Os antropólogos olham para a obra de Picasso. Até que enfim!

O Museu do Quai Branly, em Paris, investiga a relação do pintor com a arte não ocidental.

Por Isabel Salema Do Publico

Depois da exposição dedicada às suas esculturas, pensávamos já ter visto todo o Picasso a que tínhamos direito. Mas ainda há mais a descobrir sobre o artista espanhol. E não se trata de explorar um pormenor qualquer para conseguir milhares de visitantes nas bilheteiras. O Museu do Quai Branly, em Paris, investiga a relação do pintor com a arte não ocidental que o levou a caminhos nunca antes explorados pela arte europeia e ao nascimento daquilo que hoje conhecemos como arte moderna.

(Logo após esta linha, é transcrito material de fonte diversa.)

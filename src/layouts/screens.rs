//! Generic screens the flows are made of.

use crate::core::color::Color;
use crate::core::component::Component;
use crate::core::display::{Font, Icon};
use crate::core::text::layout::TextItem;
use crate::layouts::UiContext;
use crate::widgets::dialog::{Dialog, DialogVerbs};
use crate::widgets::hold_to_confirm::HoldToConfirm;
use crate::widgets::paginated::Paginated;
use crate::widgets::text::Text;

/// Declarative description of one dialog, built into a [`Paginated`] tree.
///
/// Paragraphs and values start on fresh lines, in the order they were added. Content flows over
/// as many pages as it needs; only the last page carries the controls.
#[derive(Debug, Clone, Default)]
pub struct Screen {
    title: String,
    icon: Option<(Icon, Color)>,
    items: Vec<TextItem>,
    verb: Option<String>,
    verb_cancel: Option<String>,
    verb_info: Option<String>,
    hold: bool,
    danger: bool,
}

impl Screen {
    pub fn new(title: impl Into<String>) -> Self {
        Self {
            title: title.into(),
            ..Self::default()
        }
    }

    pub fn icon(mut self, icon: Icon, color: Color) -> Self {
        self.icon = Some((icon, color));
        self
    }

    /// Start a paragraph in `font`. Empty text is skipped.
    pub fn paragraph(mut self, font: Font, text: impl Into<String>) -> Self {
        let text = text.into();
        if text.is_empty() {
            return self;
        }
        if !self.items.is_empty() {
            self.items.push(TextItem::Br);
        }
        self.items.push(TextItem::Font(font));
        self.items.push(TextItem::Text(text));
        self
    }

    /// Continue the current paragraph in `font`.
    pub fn inline(mut self, font: Font, text: impl Into<String>) -> Self {
        let text = text.into();
        if text.is_empty() {
            return self;
        }
        self.items.push(TextItem::Font(font));
        self.items.push(TextItem::Text(text));
        self
    }

    pub fn normal(self, text: impl Into<String>) -> Self {
        self.paragraph(Font::Normal, text)
    }

    pub fn bold(self, text: impl Into<String>) -> Self {
        self.paragraph(Font::Bold, text)
    }

    /// Value shown where it is added, paginated with the rest when long.
    pub fn value(self, value: impl Into<String>, font: Font) -> Self {
        self.paragraph(font, value)
    }

    pub fn verb(mut self, verb: impl Into<String>) -> Self {
        self.verb = Some(verb.into());
        self
    }

    pub fn verb_cancel(mut self, verb_cancel: Option<String>) -> Self {
        self.verb_cancel = verb_cancel;
        self
    }

    pub fn verb_info(mut self, verb_info: Option<String>) -> Self {
        self.verb_info = verb_info;
        self
    }

    pub fn hold(mut self, hold: bool) -> Self {
        self.hold = hold;
        self
    }

    pub fn danger(mut self, danger: bool) -> Self {
        self.danger = danger;
        self
    }

    pub fn build(self, ctx: &UiContext<'_>) -> Paginated {
        let pages = self.content_pages(ctx);
        self.assemble(ctx, pages)
    }

    /// Content pages without controls. Nothing is cut off: text that does not fit continues on
    /// the next page.
    pub fn content_pages(&self, ctx: &UiContext<'_>) -> Vec<Text> {
        let mut text = Text::new(ctx.theme(), self.title.as_str());
        if let Some((icon, color)) = self.icon {
            text = text.with_icon(icon, color);
        }
        for item in &self.items {
            text.push(item.clone());
        }
        text.into_pages(ctx.display())
    }

    /// Put `pages` in a [`Paginated`], with this screen's controls on the last one.
    pub fn assemble(&self, ctx: &UiContext<'_>, pages: Vec<Text>) -> Paginated {
        let last = pages.len().saturating_sub(1);
        let mut components: Vec<Box<dyn Component>> = Vec::with_capacity(pages.len());
        for (index, text) in pages.into_iter().enumerate() {
            if index == last {
                components.push(self.controls(ctx, text));
            } else {
                components.push(Box::new(text));
            }
        }
        Paginated::new(ctx.theme(), ctx.input(), components)
    }

    fn controls(&self, ctx: &UiContext<'_>, content: Text) -> Box<dyn Component> {
        let theme = ctx.theme();
        if self.hold {
            let label = self
                .verb
                .clone()
                .unwrap_or_else(|| ctx.button("buttons__hold_to_confirm"));
            let mut hold = HoldToConfirm::new(theme, ctx.input(), content, label, self.danger);
            if let Some(cancel) = &self.verb_cancel {
                hold = hold.with_cancel(theme, cancel.clone());
            }
            return Box::new(hold);
        }
        let verbs = DialogVerbs {
            cancel: self.verb_cancel.clone(),
            info: self.verb_info.clone(),
            confirm: self.verb.clone(),
            danger: self.danger,
        };
        Box::new(Dialog::new(theme, ctx.input(), content, &verbs))
    }
}

/// Label/value pairs under `title`, left with a single back control.
pub fn info_screen(ctx: &UiContext<'_>, title: &str, items: &[(String, String)]) -> Paginated {
    let mut screen = Screen::new(title).verb_cancel(Some(ctx.button("buttons__back")));
    for (label, value) in items {
        screen = screen.bold(label.clone()).paragraph(Font::Mono, value.clone());
    }
    screen.build(ctx)
}

/// Replace `{}` (or `{0}`) in `template` by `param`.
pub fn format_param(template: &str, param: Option<&str>) -> String {
    match param {
        Some(param) if template.contains("{}") => template.replacen("{}", param, 1),
        Some(param) => template.replace("{0}", param),
        None => template.to_string(),
    }
}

Picasso Primitivo, até finais de Julho, oferece “um olhar totalmente inédito”, diz o comunicado de imprensa da instituição, “sobre a estreita relação que une Picasso e as artes de África, Oceânia, Américas e Ásia”. Não se trata de procurar apenas “as provas de inspiração”, como se fez no passado, mas de construir uma exposição que “se apoia no ambiente criativo do artista, para depois confrontar as suas obras com as dos criadores das artes primeiras”, outro nome dado em França às colecções de arte tradicional não ocidental com origem nas ex-colónias.

Na primeira parte, a exposição monta uma cronologia de todas as relações de Picasso com este tipo de arte, mesmo antes da criação de Les Demoiselles d’Avignon, em 1906-1907, data-chave para a invenção do cubismo e da pintura abstracta. Objectos, cartas, fotografias e outros documentos, “ao longo de toda a sua vida”, compõem “uma cronologia rigorosa” daquilo que o artista pôde admirar: desde os círculos de marchands e coleccionadores até às exposições visitadas ou àquelas para onde emprestou obras.

Aos 25 anos, Picasso encontra uma máscara Fang, do Gabão, no atelier de André Derain, que a tinha comprado a Maurice de Vlaminck, um dos artistas que introduziram a arte africana na vanguarda de Paris. A máscara mostra uma simplificação do rosto humano, uma forma oval vertical com dois orifícios no lugar dos olhos e um corte no da boca.

Uma das primeiras obras compradas por Picasso é uma imagem do deus Tiki, das ilhas Marquesas (Polinésia Francesa), em 1907. É famosa a fotografia deste totem em madeira exibido ao lado de Guillaume Apollinaire, sentado no atelier de Picasso. O comissário da exposição, Yves Le Fur, conta ao L’Express como em 1963 o artista comprou, antes da inauguração, uma exposição inteira com peças da Costa do Marfim organizada por uma galeria de Cannes.

Peça a peça, “corpo a corpo” continua o comunicado, a exposição faz dialogar as obras de Picasso com as dos artistas não ocidentais. “A permanência de obras do mundo inteiro nos seus diferentes ateliers mostra como, através de uma companhia por vezes escondida, o artista manteve sempre um diálogo com elas, numa troca feita de admiração e respeito.”

Esta segunda parte, a maior da exposição, “apoia-se mais numa antropologia da arte” do que “na constatação das relações estéticas”. Apresenta-se em três partes, Aechaïsmes, Métamorphoses e Ça, os universais que Picasso tratou com respostas plásticas convergentes com as dos artistas não ocidentais. Na primeira, onde emerge a arte africana mas também a arte românica catalã, trata-se do corpo, na sua geometria e posições arquétipas, cruzado com temas como a nudez, a estilização e a verticalidade e ainda o corpo-signo. Já na que se intitula Le Ça, desenvolve-se a desfiguração, a destruição, as múltiplas aparições da máscara, as figuras híbridas e ambivalentes.

Na exposição, podemos ver o Gardien de Reliquaire, arte Fang (África) do século XIX, a virar-se para o Nu Debout de Profil, feito em 1908, ou uma estátua antropomórfica da Nigéria a enfrentar o Jeune Garçon Nu, de 1906. São centenas de peças, vindas na sua maioria do Musée Picasso, em Paris, e do próprio Quai Branly, que expõe algumas obras pela primeira vez.